* _REQUIREMENT_
Below are the records. Retype exactly the lines between the lines holding "use tracing::trace;" and "if start_line.split(' ').count()", inclusive.

* _GIVEN ENTRIES_
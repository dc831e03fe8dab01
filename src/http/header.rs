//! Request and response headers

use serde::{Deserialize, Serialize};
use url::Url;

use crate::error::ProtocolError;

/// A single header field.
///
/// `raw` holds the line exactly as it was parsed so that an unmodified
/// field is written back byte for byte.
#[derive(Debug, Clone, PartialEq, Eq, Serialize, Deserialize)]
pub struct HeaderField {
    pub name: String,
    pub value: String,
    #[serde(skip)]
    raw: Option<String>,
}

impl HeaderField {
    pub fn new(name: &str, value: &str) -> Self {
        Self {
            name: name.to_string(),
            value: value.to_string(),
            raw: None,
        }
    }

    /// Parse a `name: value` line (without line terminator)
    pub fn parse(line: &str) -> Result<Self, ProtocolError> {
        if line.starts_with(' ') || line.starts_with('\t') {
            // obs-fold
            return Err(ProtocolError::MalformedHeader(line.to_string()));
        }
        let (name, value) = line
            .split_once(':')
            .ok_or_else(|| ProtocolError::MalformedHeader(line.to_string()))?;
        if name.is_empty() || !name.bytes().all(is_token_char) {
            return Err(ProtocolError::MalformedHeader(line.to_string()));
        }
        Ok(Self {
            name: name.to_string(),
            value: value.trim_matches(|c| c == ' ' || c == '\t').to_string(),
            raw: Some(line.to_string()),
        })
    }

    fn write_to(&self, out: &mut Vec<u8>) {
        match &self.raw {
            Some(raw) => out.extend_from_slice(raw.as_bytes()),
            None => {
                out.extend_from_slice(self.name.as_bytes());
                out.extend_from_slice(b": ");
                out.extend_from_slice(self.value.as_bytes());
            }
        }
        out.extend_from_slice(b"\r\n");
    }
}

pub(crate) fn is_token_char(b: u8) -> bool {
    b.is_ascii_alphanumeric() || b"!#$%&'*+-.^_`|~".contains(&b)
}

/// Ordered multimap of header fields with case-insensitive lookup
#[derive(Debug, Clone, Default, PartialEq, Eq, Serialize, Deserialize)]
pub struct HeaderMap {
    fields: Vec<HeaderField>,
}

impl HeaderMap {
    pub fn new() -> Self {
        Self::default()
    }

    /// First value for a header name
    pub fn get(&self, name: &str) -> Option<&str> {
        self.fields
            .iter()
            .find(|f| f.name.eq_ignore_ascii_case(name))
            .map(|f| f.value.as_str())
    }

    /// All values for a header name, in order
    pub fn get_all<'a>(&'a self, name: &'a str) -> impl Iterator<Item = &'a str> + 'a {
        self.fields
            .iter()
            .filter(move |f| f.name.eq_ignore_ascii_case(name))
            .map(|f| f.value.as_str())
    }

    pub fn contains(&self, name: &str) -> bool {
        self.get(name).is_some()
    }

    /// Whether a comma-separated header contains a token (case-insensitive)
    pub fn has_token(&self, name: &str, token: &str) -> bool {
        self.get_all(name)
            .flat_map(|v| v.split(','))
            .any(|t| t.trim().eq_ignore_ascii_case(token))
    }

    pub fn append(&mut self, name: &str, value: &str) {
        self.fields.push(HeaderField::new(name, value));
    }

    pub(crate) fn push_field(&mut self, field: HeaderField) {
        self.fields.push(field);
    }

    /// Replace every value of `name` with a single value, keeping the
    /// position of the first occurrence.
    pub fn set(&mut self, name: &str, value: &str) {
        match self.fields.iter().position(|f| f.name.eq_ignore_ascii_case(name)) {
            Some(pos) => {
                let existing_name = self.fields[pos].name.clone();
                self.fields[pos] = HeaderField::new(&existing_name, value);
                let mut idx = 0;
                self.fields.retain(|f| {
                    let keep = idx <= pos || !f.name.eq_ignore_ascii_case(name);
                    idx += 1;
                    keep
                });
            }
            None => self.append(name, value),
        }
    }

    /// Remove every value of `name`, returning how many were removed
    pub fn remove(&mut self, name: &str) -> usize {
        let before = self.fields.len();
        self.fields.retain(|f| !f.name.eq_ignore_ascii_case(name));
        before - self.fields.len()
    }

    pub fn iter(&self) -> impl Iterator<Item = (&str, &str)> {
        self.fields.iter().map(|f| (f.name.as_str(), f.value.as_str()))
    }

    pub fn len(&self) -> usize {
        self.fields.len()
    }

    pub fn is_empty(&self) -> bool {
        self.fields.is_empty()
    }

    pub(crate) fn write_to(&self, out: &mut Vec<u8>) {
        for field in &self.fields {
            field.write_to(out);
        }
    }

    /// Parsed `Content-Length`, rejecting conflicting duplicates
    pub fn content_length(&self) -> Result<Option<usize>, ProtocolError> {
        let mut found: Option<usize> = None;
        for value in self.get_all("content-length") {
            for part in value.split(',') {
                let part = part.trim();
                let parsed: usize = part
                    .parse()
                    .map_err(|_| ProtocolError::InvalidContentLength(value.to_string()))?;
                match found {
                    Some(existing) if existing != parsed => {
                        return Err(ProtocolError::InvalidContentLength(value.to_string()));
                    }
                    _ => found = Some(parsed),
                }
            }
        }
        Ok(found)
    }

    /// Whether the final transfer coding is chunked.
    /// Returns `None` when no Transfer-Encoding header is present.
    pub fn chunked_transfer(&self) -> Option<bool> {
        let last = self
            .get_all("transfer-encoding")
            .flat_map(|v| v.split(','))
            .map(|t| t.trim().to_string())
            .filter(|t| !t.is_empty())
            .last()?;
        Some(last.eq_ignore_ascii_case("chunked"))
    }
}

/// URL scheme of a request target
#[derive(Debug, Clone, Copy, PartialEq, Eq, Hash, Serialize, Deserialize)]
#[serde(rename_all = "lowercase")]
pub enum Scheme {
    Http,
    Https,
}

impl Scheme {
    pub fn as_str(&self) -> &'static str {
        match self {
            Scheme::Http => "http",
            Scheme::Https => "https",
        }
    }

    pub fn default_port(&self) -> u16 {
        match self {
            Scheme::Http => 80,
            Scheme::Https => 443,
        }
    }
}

--

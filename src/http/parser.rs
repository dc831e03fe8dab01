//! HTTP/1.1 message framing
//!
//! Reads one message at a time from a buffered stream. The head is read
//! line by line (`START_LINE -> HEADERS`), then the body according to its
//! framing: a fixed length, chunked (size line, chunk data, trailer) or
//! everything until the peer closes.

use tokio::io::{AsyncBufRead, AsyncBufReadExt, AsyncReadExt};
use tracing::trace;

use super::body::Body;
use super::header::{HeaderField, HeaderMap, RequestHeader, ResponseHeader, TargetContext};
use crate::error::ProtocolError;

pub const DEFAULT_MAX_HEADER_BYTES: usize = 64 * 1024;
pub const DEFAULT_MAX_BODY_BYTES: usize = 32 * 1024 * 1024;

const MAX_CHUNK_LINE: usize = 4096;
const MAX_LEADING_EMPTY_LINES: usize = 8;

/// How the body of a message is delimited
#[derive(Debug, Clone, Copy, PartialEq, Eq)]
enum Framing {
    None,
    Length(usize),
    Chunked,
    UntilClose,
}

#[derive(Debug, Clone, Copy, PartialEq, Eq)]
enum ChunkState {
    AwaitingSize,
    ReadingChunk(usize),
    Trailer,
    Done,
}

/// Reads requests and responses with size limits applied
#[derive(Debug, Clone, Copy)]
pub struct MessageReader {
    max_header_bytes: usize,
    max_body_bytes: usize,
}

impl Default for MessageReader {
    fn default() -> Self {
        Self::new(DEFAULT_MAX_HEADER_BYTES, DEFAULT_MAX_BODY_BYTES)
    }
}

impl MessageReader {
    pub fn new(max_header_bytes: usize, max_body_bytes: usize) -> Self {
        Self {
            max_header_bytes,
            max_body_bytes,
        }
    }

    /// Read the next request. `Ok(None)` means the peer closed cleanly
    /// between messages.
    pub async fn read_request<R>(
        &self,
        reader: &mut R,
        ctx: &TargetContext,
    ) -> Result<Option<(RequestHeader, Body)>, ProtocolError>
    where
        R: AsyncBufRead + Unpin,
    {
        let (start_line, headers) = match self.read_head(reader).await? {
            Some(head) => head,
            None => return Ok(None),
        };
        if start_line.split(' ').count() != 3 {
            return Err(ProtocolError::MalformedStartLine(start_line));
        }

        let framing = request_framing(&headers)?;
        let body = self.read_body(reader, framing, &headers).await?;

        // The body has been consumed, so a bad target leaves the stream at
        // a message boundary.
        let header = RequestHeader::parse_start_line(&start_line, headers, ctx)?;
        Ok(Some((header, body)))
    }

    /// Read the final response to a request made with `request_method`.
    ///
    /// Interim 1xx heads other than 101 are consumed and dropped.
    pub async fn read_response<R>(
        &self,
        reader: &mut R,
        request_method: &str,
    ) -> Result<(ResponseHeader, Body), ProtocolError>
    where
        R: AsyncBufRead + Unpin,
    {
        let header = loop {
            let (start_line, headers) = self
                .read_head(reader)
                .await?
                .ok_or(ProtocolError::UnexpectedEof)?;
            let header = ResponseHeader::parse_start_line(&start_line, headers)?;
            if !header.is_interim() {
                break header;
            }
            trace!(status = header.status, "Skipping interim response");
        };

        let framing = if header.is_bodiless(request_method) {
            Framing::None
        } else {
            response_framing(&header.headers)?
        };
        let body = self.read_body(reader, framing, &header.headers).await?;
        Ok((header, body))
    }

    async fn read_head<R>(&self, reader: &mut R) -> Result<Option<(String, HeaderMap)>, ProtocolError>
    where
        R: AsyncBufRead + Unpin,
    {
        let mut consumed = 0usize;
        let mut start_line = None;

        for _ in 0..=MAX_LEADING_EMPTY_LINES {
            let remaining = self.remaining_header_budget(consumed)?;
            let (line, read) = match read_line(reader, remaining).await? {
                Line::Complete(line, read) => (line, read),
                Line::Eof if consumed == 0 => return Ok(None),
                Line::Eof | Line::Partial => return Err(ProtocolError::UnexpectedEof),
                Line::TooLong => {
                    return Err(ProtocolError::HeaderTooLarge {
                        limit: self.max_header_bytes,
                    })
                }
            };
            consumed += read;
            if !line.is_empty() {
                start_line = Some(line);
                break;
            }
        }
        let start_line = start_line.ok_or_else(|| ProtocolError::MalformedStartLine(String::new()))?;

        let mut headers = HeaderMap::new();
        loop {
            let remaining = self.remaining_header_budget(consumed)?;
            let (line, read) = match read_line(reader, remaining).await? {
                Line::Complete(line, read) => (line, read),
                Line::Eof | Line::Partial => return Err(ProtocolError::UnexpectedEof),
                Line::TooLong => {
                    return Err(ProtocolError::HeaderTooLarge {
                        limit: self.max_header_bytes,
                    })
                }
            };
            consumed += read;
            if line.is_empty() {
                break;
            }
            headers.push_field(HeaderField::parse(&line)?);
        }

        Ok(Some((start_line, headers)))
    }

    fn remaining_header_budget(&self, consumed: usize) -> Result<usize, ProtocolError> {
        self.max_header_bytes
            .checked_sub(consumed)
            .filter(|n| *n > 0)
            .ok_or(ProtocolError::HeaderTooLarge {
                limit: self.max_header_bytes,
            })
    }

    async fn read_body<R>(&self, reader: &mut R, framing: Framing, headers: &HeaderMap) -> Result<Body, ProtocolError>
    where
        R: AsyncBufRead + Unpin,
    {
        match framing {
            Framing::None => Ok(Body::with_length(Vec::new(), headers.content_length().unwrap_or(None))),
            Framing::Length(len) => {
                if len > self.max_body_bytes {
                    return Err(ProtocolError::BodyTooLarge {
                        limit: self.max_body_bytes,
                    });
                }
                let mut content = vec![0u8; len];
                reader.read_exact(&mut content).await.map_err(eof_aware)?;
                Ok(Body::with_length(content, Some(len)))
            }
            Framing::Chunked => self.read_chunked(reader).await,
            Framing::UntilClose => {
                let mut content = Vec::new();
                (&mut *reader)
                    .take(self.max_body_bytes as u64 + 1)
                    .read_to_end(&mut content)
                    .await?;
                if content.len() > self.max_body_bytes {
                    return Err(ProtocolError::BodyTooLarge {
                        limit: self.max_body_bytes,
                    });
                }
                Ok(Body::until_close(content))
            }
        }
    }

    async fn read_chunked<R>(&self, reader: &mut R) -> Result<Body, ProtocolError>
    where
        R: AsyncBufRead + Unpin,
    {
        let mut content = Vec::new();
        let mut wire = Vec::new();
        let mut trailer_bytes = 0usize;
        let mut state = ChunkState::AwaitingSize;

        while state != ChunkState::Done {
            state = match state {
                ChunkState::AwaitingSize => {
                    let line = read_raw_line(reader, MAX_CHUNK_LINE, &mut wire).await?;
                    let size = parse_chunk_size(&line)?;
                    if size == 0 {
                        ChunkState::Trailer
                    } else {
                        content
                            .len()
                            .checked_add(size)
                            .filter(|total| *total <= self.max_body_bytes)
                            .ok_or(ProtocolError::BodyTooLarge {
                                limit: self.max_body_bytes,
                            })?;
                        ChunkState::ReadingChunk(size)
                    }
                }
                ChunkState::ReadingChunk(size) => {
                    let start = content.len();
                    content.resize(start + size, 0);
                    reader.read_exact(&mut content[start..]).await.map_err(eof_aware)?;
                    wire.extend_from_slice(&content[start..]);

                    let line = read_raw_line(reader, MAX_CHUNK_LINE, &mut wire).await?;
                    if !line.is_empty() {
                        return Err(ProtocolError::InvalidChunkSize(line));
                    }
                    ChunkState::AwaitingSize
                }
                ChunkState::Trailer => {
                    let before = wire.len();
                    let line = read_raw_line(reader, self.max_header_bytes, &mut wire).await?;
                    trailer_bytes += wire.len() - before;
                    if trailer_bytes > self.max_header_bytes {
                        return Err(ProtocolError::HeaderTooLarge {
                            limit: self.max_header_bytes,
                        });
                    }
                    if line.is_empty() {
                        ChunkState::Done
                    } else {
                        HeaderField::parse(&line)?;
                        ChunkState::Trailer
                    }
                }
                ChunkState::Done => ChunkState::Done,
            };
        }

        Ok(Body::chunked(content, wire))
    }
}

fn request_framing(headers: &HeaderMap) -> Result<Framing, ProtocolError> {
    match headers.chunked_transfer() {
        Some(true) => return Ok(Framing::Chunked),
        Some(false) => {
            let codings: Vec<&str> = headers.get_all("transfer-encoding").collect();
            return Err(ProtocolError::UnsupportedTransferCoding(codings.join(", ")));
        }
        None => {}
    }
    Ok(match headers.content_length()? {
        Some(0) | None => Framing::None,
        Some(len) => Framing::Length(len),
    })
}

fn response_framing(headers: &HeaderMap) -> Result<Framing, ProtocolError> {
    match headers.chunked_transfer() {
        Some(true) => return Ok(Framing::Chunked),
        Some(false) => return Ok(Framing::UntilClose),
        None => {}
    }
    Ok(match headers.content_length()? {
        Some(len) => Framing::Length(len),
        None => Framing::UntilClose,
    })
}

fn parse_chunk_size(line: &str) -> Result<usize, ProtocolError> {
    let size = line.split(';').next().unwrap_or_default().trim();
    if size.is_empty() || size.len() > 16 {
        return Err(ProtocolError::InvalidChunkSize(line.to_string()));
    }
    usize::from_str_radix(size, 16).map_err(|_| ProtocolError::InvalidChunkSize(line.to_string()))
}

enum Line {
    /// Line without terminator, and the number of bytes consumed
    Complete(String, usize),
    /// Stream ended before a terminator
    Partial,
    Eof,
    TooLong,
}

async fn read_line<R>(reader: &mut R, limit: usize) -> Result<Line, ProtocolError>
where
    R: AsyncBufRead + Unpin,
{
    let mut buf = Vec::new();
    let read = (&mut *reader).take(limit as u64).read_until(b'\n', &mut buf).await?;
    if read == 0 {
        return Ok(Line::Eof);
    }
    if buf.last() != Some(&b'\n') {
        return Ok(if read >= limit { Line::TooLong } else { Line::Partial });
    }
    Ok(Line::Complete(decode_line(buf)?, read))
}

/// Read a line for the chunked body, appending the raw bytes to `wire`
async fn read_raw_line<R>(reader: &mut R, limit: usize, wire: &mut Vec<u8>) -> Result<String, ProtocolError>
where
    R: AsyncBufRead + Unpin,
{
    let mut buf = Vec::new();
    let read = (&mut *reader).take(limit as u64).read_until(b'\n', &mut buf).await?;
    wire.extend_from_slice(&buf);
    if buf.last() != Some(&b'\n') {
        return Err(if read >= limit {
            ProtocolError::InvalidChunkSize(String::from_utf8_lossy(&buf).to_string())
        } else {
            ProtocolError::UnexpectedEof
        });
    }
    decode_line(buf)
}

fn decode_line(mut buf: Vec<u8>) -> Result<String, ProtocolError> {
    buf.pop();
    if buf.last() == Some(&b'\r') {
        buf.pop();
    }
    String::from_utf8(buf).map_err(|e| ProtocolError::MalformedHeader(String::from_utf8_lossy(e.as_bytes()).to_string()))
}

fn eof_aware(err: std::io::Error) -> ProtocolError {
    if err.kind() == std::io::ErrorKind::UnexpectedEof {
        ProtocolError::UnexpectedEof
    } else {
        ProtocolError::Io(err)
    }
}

---

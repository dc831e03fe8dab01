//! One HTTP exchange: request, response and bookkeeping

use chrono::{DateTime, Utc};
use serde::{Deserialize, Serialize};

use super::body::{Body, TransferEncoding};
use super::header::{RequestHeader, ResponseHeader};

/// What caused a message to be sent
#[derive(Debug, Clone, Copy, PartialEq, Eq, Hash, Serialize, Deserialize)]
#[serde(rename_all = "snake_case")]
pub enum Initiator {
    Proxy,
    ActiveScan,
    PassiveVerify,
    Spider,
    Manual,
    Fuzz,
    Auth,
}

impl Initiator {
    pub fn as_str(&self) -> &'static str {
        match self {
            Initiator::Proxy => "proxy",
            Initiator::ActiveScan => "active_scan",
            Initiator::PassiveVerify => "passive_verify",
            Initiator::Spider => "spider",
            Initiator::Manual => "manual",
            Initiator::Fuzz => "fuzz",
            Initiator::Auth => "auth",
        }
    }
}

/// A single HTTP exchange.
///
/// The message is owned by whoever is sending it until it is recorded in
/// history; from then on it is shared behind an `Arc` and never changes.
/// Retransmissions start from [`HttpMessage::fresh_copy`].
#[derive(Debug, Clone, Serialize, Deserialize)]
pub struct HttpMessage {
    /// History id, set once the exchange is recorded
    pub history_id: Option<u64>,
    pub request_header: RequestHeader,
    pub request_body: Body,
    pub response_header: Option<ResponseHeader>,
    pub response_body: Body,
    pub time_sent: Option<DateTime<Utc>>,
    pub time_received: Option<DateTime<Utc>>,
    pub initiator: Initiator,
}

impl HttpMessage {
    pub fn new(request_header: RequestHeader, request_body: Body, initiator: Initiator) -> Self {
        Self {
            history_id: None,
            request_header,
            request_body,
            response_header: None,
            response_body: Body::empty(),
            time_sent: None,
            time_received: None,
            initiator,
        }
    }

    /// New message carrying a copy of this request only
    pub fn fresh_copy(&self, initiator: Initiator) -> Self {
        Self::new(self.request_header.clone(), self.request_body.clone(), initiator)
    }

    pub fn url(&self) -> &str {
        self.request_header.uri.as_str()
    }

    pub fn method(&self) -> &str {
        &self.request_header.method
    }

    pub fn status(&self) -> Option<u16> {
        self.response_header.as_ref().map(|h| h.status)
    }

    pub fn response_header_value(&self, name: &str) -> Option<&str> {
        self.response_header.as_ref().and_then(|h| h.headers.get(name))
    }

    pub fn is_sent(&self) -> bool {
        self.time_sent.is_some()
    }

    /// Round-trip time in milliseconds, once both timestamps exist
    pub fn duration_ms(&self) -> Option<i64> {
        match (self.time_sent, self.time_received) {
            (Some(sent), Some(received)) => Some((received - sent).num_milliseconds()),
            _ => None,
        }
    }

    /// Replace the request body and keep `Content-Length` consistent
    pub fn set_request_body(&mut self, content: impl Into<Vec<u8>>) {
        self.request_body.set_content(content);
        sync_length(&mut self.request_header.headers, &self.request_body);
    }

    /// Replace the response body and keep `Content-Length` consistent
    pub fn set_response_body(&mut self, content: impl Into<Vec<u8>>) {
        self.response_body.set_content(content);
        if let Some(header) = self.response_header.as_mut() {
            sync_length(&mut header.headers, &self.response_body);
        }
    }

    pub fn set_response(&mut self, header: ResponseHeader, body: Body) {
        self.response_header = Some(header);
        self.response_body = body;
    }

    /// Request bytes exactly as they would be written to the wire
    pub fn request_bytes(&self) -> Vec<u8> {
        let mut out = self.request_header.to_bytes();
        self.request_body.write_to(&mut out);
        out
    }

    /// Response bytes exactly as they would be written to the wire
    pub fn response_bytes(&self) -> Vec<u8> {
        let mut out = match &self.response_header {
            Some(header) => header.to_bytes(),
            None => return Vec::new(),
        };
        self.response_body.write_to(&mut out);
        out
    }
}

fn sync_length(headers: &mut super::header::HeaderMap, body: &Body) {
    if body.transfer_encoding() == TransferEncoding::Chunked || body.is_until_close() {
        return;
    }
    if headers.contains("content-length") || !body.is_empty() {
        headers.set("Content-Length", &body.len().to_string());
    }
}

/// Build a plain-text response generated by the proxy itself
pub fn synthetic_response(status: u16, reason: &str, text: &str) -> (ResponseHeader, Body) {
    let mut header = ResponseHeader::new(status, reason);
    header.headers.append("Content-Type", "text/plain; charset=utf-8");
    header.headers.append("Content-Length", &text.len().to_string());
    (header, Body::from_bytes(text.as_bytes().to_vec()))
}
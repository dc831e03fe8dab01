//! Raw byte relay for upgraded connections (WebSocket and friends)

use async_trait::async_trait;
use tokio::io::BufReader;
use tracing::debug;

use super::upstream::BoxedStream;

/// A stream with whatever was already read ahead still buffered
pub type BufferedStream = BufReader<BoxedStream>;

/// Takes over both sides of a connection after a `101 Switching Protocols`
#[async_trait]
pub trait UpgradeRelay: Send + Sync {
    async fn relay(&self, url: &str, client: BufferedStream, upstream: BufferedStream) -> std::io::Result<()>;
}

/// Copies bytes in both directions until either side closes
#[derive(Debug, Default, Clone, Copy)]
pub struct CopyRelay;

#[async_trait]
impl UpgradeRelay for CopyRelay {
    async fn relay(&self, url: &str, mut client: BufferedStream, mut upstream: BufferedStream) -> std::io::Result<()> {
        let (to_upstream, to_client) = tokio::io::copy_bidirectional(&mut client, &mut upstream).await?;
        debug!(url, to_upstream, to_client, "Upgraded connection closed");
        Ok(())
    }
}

* _RESULT OF THE TASK_
use tracing::trace;

use super::body::Body;
use super::header::{HeaderField, HeaderMap, RequestHeader, ResponseHeader, TargetContext};
use crate::error::ProtocolError;

pub const DEFAULT_MAX_HEADER_BYTES: usize = 64 * 1024;
pub const DEFAULT_MAX_BODY_BYTES: usize = 32 * 1024 * 1024;

const MAX_CHUNK_LINE: usize = 4096;
const MAX_LEADING_EMPTY_LINES: usize = 8;

/// How the body of a message is delimited
#[derive(Debug, Clone, Copy, PartialEq, Eq)]
enum Framing {
    None,
    Length(usize),
    Chunked,
    UntilClose,
}

#[derive(Debug, Clone, Copy, PartialEq, Eq)]
enum ChunkState {
    AwaitingSize,
    ReadingChunk(usize),
    Trailer,
    Done,
}

/// Reads requests and responses with size limits applied
#[derive(Debug, Clone, Copy)]
pub struct MessageReader {
    max_header_bytes: usize,
    max_body_bytes: usize,
}

impl Default for MessageReader {
    fn default() -> Self {
        Self::new(DEFAULT_MAX_HEADER_BYTES, DEFAULT_MAX_BODY_BYTES)
    }
}

impl MessageReader {
    pub fn new(max_header_bytes: usize, max_body_bytes: usize) -> Self {
        Self {
            max_header_bytes,
            max_body_bytes,
        }
    }

    /// Read the next request. `Ok(None)` means the peer closed cleanly
    /// between messages.
    pub async fn read_request<R>(
        &self,
        reader: &mut R,
        ctx: &TargetContext,
    ) -> Result<Option<(RequestHeader, Body)>, ProtocolError>
    where
        R: AsyncBufRead + Unpin,
    {
        let (start_line, headers) = match self.read_head(reader).await? {
            Some(head) => head,
            None => return Ok(None),
        };
        if start_line.split(' ').count() != 3 {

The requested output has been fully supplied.